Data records

═══

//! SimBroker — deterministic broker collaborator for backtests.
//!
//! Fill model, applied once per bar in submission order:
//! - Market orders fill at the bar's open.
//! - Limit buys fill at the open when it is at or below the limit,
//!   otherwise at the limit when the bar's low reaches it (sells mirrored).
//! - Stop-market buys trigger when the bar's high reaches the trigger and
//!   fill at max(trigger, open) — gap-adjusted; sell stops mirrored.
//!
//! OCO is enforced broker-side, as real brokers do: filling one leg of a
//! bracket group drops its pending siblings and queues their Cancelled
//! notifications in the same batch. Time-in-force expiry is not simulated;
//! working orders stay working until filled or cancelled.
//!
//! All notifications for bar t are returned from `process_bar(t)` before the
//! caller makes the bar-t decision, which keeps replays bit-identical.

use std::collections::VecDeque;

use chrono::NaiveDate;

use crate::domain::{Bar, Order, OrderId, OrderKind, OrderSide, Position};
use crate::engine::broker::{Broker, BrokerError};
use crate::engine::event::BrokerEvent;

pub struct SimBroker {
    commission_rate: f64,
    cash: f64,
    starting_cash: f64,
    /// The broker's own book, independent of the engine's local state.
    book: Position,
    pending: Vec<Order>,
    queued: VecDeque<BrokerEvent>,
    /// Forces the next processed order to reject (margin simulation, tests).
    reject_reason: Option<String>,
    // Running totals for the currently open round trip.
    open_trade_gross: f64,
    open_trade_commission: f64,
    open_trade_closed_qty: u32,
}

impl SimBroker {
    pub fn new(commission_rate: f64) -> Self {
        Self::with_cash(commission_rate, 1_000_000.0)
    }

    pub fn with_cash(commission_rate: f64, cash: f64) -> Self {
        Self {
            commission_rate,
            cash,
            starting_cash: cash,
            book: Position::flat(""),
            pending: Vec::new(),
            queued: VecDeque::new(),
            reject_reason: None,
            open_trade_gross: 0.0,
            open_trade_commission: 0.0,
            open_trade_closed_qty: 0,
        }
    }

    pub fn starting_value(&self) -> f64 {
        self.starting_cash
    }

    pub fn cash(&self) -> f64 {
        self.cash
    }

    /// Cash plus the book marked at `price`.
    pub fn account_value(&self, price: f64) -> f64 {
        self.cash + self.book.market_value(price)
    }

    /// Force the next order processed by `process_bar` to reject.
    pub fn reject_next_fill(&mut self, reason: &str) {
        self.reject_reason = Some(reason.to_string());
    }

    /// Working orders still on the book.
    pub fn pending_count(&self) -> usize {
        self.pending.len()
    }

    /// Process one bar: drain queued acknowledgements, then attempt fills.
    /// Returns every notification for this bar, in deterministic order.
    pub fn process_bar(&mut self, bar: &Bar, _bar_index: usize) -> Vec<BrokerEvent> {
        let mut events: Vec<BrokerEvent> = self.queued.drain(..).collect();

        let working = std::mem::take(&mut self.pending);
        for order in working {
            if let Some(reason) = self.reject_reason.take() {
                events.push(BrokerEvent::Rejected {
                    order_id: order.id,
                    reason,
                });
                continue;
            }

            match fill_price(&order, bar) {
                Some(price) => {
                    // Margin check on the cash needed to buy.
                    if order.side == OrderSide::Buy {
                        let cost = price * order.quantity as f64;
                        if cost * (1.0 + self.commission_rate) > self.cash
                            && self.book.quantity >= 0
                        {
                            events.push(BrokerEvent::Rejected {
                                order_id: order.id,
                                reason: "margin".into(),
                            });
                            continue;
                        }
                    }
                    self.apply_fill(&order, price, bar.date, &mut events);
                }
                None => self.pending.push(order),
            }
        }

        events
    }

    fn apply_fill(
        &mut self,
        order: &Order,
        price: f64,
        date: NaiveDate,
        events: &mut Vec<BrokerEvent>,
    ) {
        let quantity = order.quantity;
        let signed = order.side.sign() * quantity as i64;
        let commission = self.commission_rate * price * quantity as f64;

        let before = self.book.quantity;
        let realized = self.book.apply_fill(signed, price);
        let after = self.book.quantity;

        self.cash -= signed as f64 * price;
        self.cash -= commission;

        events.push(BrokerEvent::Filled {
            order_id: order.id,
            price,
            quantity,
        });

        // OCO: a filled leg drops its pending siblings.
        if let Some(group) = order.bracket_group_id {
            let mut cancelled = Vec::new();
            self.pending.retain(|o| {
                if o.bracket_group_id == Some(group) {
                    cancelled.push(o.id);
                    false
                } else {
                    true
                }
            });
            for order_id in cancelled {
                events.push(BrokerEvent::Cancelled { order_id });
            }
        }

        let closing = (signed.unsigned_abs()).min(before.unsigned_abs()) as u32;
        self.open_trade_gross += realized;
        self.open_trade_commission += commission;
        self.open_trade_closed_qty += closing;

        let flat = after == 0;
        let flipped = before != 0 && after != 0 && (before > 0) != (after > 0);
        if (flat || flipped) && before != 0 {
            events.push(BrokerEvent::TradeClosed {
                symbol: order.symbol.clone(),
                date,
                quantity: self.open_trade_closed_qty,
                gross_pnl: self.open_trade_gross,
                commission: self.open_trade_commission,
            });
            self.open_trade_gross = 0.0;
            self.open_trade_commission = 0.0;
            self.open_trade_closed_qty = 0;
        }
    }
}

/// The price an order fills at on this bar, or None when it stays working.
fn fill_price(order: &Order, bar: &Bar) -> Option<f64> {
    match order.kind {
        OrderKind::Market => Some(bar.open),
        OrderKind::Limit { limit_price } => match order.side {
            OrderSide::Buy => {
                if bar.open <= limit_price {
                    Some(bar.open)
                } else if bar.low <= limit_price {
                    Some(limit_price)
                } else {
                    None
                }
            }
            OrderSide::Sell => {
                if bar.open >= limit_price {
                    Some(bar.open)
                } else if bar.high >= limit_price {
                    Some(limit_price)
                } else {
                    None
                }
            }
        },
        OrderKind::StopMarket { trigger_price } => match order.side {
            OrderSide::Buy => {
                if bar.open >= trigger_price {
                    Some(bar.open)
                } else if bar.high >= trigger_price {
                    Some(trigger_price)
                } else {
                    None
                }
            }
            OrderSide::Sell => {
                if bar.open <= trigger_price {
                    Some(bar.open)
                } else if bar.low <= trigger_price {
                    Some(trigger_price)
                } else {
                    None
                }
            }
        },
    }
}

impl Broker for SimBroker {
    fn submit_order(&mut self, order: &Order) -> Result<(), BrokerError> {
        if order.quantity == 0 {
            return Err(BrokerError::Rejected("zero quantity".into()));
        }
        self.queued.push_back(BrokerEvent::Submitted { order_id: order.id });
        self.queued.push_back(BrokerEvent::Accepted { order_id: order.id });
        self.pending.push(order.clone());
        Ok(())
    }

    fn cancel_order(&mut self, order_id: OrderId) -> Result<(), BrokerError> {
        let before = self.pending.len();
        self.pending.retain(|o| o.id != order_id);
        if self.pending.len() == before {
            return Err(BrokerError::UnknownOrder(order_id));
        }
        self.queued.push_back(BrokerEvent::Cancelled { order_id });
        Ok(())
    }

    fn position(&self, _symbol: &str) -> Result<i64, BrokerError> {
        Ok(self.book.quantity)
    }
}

═══

▸ **YOUR GOAL**
From the entries above, print the lines beginning at the one with "let realized = self.book.apply_fill(signed, price);" and stopping after the one with "self.open_trade_commission = 0.0;", exactly as written and with nothing else.

▸ **SOLUTION TO THIS EXERCISE**
        let realized = self.book.apply_fill(signed, price);
        let after = self.book.quantity;

        self.cash -= signed as f64 * price;
        self.cash -= commission;

        events.push(BrokerEvent::Filled {
            order_id: order.id,
            price,
            quantity,
        });

        // OCO: a filled leg drops its pending siblings.
        if let Some(group) = order.bracket_group_id {
            let mut cancelled = Vec::new();
            self.pending.retain(|o| {
                if o.bracket_group_id == Some(group) {
                    cancelled.push(o.id);
                    false
                } else {
                    true
                }
            });
            for order_id in cancelled {
                events.push(BrokerEvent::Cancelled { order_id });
            }
        }

        let closing = (signed.unsigned_abs()).min(before.unsigned_abs()) as u32;
        self.open_trade_gross += realized;
        self.open_trade_commission += commission;
        self.open_trade_closed_qty += closing;

        let flat = after == 0;
        let flipped = before != 0 && after != 0 && (before > 0) != (after > 0);
        if (flat || flipped) && before != 0 {
            events.push(BrokerEvent::TradeClosed {
                symbol: order.symbol.clone(),
                date,
                quantity: self.open_trade_closed_qty,
                gross_pnl: self.open_trade_gross,
                commission: self.open_trade_commission,
            });
            self.open_trade_gross = 0.0;
            self.open_trade_commission = 0.0;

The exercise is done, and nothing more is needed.